Томми слыхал подобное и раньше, но было в тоне мисс Люси что-то такое, что заставило его прислушаться.
— Мне ясно стало, — сказал он мне, — что она к чему-то клонит. К чему-то другому.
И действительно, вскоре она начала говорить необычные вещи, которые Томми не сразу воспринял. Но она твердила свое, и понемногу он стал понимать. Если, сказала она, Томми старается по-настоящему, но с творчеством все равно ничего не выходит, это не беда, беспокоиться не надо. Никто — ни опекуны, ни воспитанники — не должен наказывать его, давить на него, мучить его за это. Его вины здесь нет. А когда Томми возразил, что если мисс Люси так думает — это, конечно, хорошо, но все-то остальные считают виноватым именно его, она вздохнула и посмотрела в окно. Потом сказала:
— Может быть, это и не сильно тебе поможет, но знай: в Хейлшеме есть по крайней мере один человек, который думает по-другому. Который считает тебя очень хорошим воспитанником, ничуть не хуже остальных, независимо от твоих творческих результатов.
— Может, она голову тебе морочила? — спросила я Томми. — Может, она таким хитрым способом решила сделать тебе втык?
— Точно нет. Дело в том… — Вдруг, в первый раз за весь разговор, он обеспокоился, что нас могут подслушивать, и оглянулся на корпус. Младшеклассники уже потеряли интерес и отошли от окна; к павильону направлялись несколько девчонок нашего возраста, но они пока что были далеко. Томми опять повернулся ко мне и сказал чуть ли не шепотом: — Дело в том, что, когда она это говорила, ее трясло.
— Как это — трясло?
— Натурально. От злости. Я прекрасно видел. Она, глубоко внутри, была в бешенстве.
— Из-за кого?
— Не знаю. Но не из-за меня, вот что самое главное! — Он усмехнулся, потом опять стал серьезным. — Понятия не имею, на кого она злилась. Но злилась здорово.
У меня затекли ноги, и я встала.
— Странно все это, Томми.
— И самое интересное, что этот разговор мне помог. Очень даже помог. Ты сегодня сказала, что дела у меня как будто налаживаются. Ну так это из-за мисс Люси. Я стал потом думать о ее словах и понял: она права, я не виноват. Да, я вел себя не так, как надо. Но все равно где-то там, в самой глубине, я не виноват.

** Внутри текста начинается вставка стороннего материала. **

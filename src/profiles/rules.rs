//! Entailment rules: SHACL SPARQL rules and plain CONSTRUCT queries.

use super::shacl::Targets;
use crate::rdf::{self, SH_NS};
use anyhow::{Context, Result, bail};
use oxigraph::model::vocab::rdf as rdf_vocab;
use oxigraph::model::{GraphName, NamedNode, NamedOrBlankNode, Term, Triple};
use oxigraph::sparql::QueryResults;
use oxigraph::store::Store;
use std::collections::HashSet;

const MAX_ITERATIONS: usize = 8;

fn sh(local: &str) -> NamedNode {
    NamedNode::new_unchecked(format!("{SH_NS}{local}"))
}

#[derive(Debug, Clone)]
struct Rule {
    label: String,
    order: f64,
    query: String,
    /// Shape targets binding `$this`; plain CONSTRUCT rules have none
    targets: Option<Targets>,
}

/// An ordered set of CONSTRUCT rules applied until nothing new is derived.
#[derive(Debug, Clone, Default)]
pub struct RuleSet {
    rules: Vec<Rule>,
}

impl RuleSet {
    pub fn new() -> Self {
        Self::default()
    }

    /// Collect the `sh:rule` SPARQL rules declared by the shapes in `shapes`.
    pub fn from_shapes(shapes: &Store) -> Result<Self> {
        let mut rules = Vec::new();
        let mut seen = HashSet::new();
        for shape in rdf::subjects(shapes, sh("rule").as_ref(), None)? {
            if !seen.insert(shape.clone()) || is_true(shapes, &shape, "deactivated")? {
                continue;
            }
            let targets = Targets::of_shape(shapes, &shape)?;
            for rule in rdf::objects(shapes, shape.as_ref(), sh("rule").as_ref())? {
                let Some(rule_node) = rdf::as_subject(&rule) else {
                    continue;
                };
                let rule_node = rule_node.into_owned();
                let types = rdf::objects(shapes, rule_node.as_ref(), rdf_vocab::TYPE)?;
                if !types.contains(&sh("SPARQLRule").into()) {
                    tracing::debug!(shape = %shape, rule = %rule_node, "skipping non-SPARQL rule");
                    continue;
                }
                if is_true(shapes, &rule_node, "deactivated")? {
                    continue;
                }
                let Some(construct) = literal(shapes, &rule_node, "construct")? else {
                    tracing::warn!(shape = %shape, rule = %rule_node, "SPARQL rule without sh:construct");
                    continue;
                };
                let order = literal(shapes, &rule_node, "order")?
                    .and_then(|o| o.parse().ok())
                    .unwrap_or(0.0);
                let prefixes = prefix_declarations(shapes, &rule_node)?;
                rules.push(Rule {
                    label: rule_node.to_string(),
                    order,
                    query: format!("{prefixes}{construct}"),
                    targets: Some(targets.clone()),
                });
            }
        }
        rules.sort_by(|a, b| a.order.total_cmp(&b.order));
        Ok(Self { rules })
    }

    /// A rule set made of one CONSTRUCT query.
    pub fn from_construct(label: &str, query: &str) -> Self {
        Self {
            rules: vec![Rule {
                label: label.to_string(),
                order: 0.0,
                query: query.to_string(),
                targets: None,
            }],
        }
    }

    pub fn extend(&mut self, other: RuleSet) {
        self.rules.extend(other.rules);
    }

    pub fn len(&self) -> usize {
        self.rules.len()
    }

    pub fn is_empty(&self) -> bool {
        self.rules.is_empty()
    }

    /// Apply every rule to `data` until a fixpoint, adding the derived
    /// triples to its default graph. Returns the number of triples added.
    pub fn apply(&self, data: &Store) -> Result<usize> {
        let mut added = 0;
        for iteration in 0..MAX_ITERATIONS {
            let mut derived = Vec::new();
            for rule in &self.rules {
                derived.extend(rule.derive(data)?);
            }

            let mut new = 0;
            for triple in derived {
                if data.insert(&triple.in_graph(GraphName::DefaultGraph))? {
                    new += 1;
                }
            }
            added += new;
            tracing::debug!(iteration, new, "entailment iteration");
            if new == 0 {
                return Ok(added);
            }
        }
        tracing::warn!(max = MAX_ITERATIONS, "entailment stopped before reaching a fixpoint");
        Ok(added)
    }
}

impl Rule {
    fn derive(&self, data: &Store) -> Result<Vec<Triple>> {
        let Some(targets) = &self.targets else {
            return construct(data, &self.query).with_context(|| format!("rule {} failed", self.label));
        };

        let mut triples = Vec::new();
        for focus in targets.focus_nodes(data)? {
            let Term::NamedNode(node) = &focus else {
                tracing::debug!(rule = %self.label, focus = %focus, "cannot bind $this to a non-IRI node");
                continue;
            };
            let query = bind_this(&self.query, &node.to_string());
            triples.extend(
                construct(data, &query).with_context(|| format!("rule {} failed for {node}", self.label))?,
            );
        }
        Ok(triples)
    }
}

/// Replace the `$this` variable, but not longer names such as `$thisOne`.
fn bind_this(query: &str, iri: &str) -> String {
    let mut out = String::with_capacity(query.len());
    let mut rest = query;
    while let Some(pos) = rest.find("$this") {
        out.push_str(&rest[..pos]);
        let after = &rest[pos + "$this".len()..];
        if after.starts_with(|c: char| c.is_alphanumeric() || c == '_') {
            out.push_str("$this");
        } else {
            out.push_str(iri);
        }
        rest = after;
    }
    out.push_str(rest);
    out
}

#[allow(deprecated)]
fn construct(data: &Store, query: &str) -> Result<Vec<Triple>> {
    match data.query(query)? {
        QueryResults::Graph(triples) => triples
            .map(|t| t.map_err(anyhow::Error::from))
            .collect(),
        _ => bail!("entailment query is not a CONSTRUCT query"),
    }
}

fn literal(store: &Store, node: &NamedOrBlankNode, local: &str) -> Result<Option<String>> {
    Ok(rdf::objects(store, node.as_ref(), sh(local).as_ref())?
        .into_iter()
        .find_map(|term| match term {
            Term::Literal(literal) => Some(literal.value().to_string()),
            _ => None,
        }))
}

fn is_true(store: &Store, node: &NamedOrBlankNode, local: &str) -> Result<bool> {
    Ok(matches!(literal(store, node, local)?.as_deref(), Some("true" | "1")))
}

/// `PREFIX` lines from the `sh:declare` entries reachable through `sh:prefixes`.
fn prefix_declarations(store: &Store, rule: &NamedOrBlankNode) -> Result<String> {
    let mut out = String::new();
    for owner in rdf::objects(store, rule.as_ref(), sh("prefixes").as_ref())? {
        let Some(owner) = rdf::as_subject(&owner) else {
            continue;
        };
        for declaration in rdf::objects(store, owner, sh("declare").as_ref())? {
            let Some(declaration) = rdf::as_subject(&declaration) else {
                continue;
            };
            let declaration = declaration.into_owned();
            let prefix = literal(store, &declaration, "prefix")?;
            let namespace = rdf::objects(store, declaration.as_ref(), sh("namespace").as_ref())?
                .into_iter()
                .find_map(|term| match term {
                    Term::Literal(l) => Some(l.value().to_string()),
                    Term::NamedNode(n) => Some(n.into_string()),
                    _ => None,
                });
            if let (Some(prefix), Some(namespace)) = (prefix, namespace) {
                out.push_str(&format!("PREFIX {prefix}: <{namespace}>\n"));
            }
        }
    }
    Ok(out)
}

Вот это-то все и меняет. А если я чувствую, что могу сорваться, хорошо бывает встретить ее где-нибудь или просто посмотреть на нее, когда сижу на уроке. Она ничего, конечно, не скажет про наш разговор, только слегка кивнет. Но мне этого хватает. Ну вот — ты спрашивала, что со мной случилось. Теперь ты знаешь. Но слушай, Кэт, обещай мне: ни слова никому, хорошо?